■ WHAT YOU NEED TO DO ■
From the entries below, copy exactly the lines from the one that contains "browser local storage." through the one that contains "pub struct MemoryStorage", both included, and only those.

■ MATERIAL FOR THIS EXERCISE ■
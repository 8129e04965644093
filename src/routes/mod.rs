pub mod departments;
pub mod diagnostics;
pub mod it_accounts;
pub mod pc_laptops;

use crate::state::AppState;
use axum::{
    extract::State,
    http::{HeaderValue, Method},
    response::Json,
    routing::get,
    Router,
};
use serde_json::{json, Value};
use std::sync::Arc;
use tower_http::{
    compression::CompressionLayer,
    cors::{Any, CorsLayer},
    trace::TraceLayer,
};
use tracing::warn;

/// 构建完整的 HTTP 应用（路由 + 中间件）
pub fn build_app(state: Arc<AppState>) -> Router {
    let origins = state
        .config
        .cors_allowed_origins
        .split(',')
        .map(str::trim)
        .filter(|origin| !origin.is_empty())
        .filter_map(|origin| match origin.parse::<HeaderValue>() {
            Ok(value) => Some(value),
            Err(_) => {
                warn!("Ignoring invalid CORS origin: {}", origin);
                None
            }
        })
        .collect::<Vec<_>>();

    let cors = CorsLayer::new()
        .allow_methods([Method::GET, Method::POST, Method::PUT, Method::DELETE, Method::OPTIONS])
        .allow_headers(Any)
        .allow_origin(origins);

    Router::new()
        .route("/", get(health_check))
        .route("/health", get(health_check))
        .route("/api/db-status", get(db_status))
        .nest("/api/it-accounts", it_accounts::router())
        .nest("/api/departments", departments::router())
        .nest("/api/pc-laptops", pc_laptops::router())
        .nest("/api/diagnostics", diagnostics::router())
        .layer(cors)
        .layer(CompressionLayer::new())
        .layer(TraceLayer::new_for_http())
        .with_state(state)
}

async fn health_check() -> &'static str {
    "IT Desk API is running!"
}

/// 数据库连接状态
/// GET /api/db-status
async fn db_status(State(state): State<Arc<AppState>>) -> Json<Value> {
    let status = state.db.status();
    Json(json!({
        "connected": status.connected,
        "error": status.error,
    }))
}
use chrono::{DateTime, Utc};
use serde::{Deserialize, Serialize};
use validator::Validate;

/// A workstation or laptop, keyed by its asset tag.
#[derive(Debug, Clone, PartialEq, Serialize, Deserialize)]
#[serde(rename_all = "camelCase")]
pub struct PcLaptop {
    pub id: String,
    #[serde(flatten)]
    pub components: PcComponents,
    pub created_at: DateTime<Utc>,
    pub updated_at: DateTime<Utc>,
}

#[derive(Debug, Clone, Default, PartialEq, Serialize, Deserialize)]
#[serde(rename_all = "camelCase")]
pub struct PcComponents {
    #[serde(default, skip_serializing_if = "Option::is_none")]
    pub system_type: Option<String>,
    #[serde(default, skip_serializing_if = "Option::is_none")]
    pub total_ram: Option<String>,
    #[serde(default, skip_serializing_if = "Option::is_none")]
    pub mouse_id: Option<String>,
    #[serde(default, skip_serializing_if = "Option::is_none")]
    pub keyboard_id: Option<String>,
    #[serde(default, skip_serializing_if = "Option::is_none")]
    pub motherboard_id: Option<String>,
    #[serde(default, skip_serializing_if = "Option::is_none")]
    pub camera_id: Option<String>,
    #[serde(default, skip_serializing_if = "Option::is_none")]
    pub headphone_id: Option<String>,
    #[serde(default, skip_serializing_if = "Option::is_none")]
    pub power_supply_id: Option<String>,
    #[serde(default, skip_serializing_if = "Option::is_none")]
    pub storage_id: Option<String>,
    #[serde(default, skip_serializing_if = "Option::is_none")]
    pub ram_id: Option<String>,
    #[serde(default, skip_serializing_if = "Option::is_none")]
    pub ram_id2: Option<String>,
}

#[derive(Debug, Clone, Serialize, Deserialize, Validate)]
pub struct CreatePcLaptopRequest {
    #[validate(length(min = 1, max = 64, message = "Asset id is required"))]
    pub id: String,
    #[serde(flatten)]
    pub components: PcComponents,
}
--
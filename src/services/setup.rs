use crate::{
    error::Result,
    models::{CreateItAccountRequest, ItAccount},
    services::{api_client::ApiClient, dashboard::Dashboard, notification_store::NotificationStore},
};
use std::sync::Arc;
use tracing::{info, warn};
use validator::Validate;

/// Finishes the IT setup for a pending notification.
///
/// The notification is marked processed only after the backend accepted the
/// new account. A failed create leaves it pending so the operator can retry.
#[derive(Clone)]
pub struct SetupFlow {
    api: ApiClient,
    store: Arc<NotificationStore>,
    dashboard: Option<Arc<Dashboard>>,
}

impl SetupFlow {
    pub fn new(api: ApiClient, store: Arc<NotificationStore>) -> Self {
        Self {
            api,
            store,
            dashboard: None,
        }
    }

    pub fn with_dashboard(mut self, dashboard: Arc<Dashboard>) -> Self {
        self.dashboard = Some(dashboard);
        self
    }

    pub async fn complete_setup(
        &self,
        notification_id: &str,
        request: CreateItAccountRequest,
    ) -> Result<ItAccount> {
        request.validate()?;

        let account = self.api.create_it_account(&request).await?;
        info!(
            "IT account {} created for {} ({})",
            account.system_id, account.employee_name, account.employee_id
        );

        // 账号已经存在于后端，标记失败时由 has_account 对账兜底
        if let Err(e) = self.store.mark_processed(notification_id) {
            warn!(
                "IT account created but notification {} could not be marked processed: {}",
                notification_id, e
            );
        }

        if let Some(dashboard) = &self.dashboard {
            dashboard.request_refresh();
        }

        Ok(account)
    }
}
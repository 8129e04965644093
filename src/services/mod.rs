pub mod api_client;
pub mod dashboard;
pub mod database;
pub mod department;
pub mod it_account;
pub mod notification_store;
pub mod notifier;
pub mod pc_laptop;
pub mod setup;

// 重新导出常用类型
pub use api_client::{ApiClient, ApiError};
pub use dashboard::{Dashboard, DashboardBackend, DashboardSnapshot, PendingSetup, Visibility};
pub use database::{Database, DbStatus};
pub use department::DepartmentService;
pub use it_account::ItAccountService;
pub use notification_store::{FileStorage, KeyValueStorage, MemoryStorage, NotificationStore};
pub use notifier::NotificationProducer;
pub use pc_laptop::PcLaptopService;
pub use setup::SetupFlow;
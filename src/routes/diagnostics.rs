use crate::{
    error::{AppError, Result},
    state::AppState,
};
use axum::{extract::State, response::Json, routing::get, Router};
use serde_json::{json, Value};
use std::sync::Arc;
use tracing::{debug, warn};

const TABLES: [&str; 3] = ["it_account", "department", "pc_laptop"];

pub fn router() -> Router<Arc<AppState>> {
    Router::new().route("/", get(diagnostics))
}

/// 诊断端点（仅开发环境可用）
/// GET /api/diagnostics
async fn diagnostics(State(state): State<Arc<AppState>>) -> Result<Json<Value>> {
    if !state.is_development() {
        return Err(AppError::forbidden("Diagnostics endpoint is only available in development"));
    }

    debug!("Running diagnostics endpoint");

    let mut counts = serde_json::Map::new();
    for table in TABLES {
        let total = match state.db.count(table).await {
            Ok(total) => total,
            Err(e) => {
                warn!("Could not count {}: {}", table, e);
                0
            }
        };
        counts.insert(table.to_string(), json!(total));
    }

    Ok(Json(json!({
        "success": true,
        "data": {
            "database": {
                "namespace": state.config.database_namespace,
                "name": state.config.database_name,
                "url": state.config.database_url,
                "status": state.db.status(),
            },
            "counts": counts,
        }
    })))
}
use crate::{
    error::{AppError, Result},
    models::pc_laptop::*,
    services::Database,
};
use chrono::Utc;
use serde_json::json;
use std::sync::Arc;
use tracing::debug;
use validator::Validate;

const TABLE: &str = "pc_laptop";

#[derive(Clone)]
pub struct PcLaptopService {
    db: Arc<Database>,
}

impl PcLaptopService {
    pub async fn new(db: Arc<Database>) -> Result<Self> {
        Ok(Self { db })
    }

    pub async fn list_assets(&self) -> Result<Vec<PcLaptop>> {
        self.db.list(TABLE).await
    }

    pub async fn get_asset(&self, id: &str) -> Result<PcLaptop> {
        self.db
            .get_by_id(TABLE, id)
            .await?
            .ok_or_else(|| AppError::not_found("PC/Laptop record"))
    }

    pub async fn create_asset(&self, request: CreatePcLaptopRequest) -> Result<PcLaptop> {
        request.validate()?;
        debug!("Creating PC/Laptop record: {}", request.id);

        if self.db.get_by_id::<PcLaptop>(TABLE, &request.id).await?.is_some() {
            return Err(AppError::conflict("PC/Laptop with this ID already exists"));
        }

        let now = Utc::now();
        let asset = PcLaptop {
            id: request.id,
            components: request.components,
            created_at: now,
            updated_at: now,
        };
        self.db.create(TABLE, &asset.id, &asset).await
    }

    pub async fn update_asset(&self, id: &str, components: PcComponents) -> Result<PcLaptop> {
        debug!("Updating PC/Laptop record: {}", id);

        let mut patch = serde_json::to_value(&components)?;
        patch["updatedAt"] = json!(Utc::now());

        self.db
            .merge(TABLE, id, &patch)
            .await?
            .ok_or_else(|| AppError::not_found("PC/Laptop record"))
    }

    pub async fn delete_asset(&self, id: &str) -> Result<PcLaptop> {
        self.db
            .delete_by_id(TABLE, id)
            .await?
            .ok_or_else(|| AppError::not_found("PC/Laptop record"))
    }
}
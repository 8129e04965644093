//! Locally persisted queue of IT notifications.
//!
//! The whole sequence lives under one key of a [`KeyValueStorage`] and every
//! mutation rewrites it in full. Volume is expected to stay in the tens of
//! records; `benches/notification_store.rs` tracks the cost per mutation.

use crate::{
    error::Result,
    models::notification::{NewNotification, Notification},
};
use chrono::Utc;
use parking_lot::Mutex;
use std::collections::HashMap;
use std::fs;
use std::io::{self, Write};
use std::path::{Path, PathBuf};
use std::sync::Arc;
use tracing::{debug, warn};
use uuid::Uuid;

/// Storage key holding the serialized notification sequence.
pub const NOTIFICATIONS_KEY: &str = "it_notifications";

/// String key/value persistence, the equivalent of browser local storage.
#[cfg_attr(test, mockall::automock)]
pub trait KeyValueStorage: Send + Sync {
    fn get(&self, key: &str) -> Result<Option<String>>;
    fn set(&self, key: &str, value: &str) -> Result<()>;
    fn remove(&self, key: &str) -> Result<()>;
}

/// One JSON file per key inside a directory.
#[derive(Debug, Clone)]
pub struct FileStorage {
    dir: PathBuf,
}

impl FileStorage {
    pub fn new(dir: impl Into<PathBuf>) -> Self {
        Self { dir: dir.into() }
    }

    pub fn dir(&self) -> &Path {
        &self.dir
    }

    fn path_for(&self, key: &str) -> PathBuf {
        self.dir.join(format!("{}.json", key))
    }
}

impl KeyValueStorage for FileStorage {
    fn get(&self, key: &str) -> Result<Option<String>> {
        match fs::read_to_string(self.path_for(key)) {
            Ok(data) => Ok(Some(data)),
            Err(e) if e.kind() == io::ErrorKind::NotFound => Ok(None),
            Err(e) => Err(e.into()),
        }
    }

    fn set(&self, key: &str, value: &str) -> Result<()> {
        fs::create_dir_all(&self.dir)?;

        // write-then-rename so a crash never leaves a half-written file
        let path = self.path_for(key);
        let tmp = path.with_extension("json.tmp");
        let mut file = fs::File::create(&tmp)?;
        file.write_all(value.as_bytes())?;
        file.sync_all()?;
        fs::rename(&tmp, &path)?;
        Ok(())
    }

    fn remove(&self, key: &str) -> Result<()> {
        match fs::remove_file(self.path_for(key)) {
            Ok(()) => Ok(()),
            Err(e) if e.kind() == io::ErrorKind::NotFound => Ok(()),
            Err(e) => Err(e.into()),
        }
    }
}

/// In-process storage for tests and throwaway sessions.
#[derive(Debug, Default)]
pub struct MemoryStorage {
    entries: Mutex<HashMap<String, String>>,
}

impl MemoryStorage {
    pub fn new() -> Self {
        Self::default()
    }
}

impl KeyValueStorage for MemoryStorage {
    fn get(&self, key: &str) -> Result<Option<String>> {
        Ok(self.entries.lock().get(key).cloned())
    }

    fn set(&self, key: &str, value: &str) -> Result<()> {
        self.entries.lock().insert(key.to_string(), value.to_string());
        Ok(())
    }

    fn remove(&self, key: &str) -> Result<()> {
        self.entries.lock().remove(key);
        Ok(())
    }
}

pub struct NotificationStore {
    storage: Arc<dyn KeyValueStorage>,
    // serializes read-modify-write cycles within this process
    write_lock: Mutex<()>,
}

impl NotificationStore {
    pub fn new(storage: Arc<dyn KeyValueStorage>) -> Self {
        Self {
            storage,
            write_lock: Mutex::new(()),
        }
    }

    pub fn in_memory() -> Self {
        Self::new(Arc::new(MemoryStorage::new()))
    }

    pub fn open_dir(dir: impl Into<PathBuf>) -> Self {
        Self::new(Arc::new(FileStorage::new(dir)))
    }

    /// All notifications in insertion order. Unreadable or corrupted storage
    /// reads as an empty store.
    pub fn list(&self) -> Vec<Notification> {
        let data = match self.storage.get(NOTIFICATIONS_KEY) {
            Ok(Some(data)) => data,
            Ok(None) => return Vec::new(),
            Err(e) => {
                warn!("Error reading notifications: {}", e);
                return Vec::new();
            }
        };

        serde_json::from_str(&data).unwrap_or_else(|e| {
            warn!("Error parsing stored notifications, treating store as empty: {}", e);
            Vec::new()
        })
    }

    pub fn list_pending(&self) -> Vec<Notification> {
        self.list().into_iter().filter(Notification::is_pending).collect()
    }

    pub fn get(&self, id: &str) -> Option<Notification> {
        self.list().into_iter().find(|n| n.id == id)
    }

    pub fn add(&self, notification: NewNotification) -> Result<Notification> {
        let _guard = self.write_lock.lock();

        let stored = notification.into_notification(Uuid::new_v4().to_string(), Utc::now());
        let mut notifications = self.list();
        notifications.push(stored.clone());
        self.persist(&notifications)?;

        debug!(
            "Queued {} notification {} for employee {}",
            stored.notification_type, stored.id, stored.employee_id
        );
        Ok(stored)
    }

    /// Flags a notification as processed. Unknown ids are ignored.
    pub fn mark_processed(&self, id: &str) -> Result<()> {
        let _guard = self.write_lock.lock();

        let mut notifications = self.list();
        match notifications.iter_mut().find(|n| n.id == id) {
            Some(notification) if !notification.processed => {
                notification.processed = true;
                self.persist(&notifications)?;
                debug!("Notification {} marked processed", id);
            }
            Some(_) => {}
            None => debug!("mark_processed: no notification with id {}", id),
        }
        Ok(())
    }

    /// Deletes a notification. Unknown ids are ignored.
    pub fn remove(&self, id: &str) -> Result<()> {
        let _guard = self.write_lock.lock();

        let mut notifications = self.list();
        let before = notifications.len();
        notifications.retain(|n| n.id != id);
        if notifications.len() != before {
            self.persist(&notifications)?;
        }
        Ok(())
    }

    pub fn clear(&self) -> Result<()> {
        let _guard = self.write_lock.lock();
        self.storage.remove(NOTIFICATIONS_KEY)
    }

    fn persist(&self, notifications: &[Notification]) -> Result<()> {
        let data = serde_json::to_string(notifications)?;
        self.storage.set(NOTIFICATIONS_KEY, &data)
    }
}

■ PROBLEM SOLUTION ■
/// String key/value persistence, the equivalent of browser local storage.
#[cfg_attr(test, mockall::automock)]
pub trait KeyValueStorage: Send + Sync {
    fn get(&self, key: &str) -> Result<Option<String>>;
    fn set(&self, key: &str, value: &str) -> Result<()>;
    fn remove(&self, key: &str) -> Result<()>;
}

/// One JSON file per key inside a directory.
#[derive(Debug, Clone)]
pub struct FileStorage {
    dir: PathBuf,
}

impl FileStorage {
    pub fn new(dir: impl Into<PathBuf>) -> Self {
        Self { dir: dir.into() }
    }

    pub fn dir(&self) -> &Path {
        &self.dir
    }

    fn path_for(&self, key: &str) -> PathBuf {
        self.dir.join(format!("{}.json", key))
    }
}

impl KeyValueStorage for FileStorage {
    fn get(&self, key: &str) -> Result<Option<String>> {
        match fs::read_to_string(self.path_for(key)) {
            Ok(data) => Ok(Some(data)),
            Err(e) if e.kind() == io::ErrorKind::NotFound => Ok(None),
            Err(e) => Err(e.into()),
        }
    }

    fn set(&self, key: &str, value: &str) -> Result<()> {
        fs::create_dir_all(&self.dir)?;

        // write-then-rename so a crash never leaves a half-written file
        let path = self.path_for(key);
        let tmp = path.with_extension("json.tmp");
        let mut file = fs::File::create(&tmp)?;
        file.write_all(value.as_bytes())?;
        file.sync_all()?;
        fs::rename(&tmp, &path)?;
        Ok(())
    }

    fn remove(&self, key: &str) -> Result<()> {
        match fs::remove_file(self.path_for(key)) {
            Ok(()) => Ok(()),
            Err(e) if e.kind() == io::ErrorKind::NotFound => Ok(()),
            Err(e) => Err(e.into()),
        }
    }
}

/// In-process storage for tests and throwaway sessions.
#[derive(Debug, Default)]
pub struct MemoryStorage {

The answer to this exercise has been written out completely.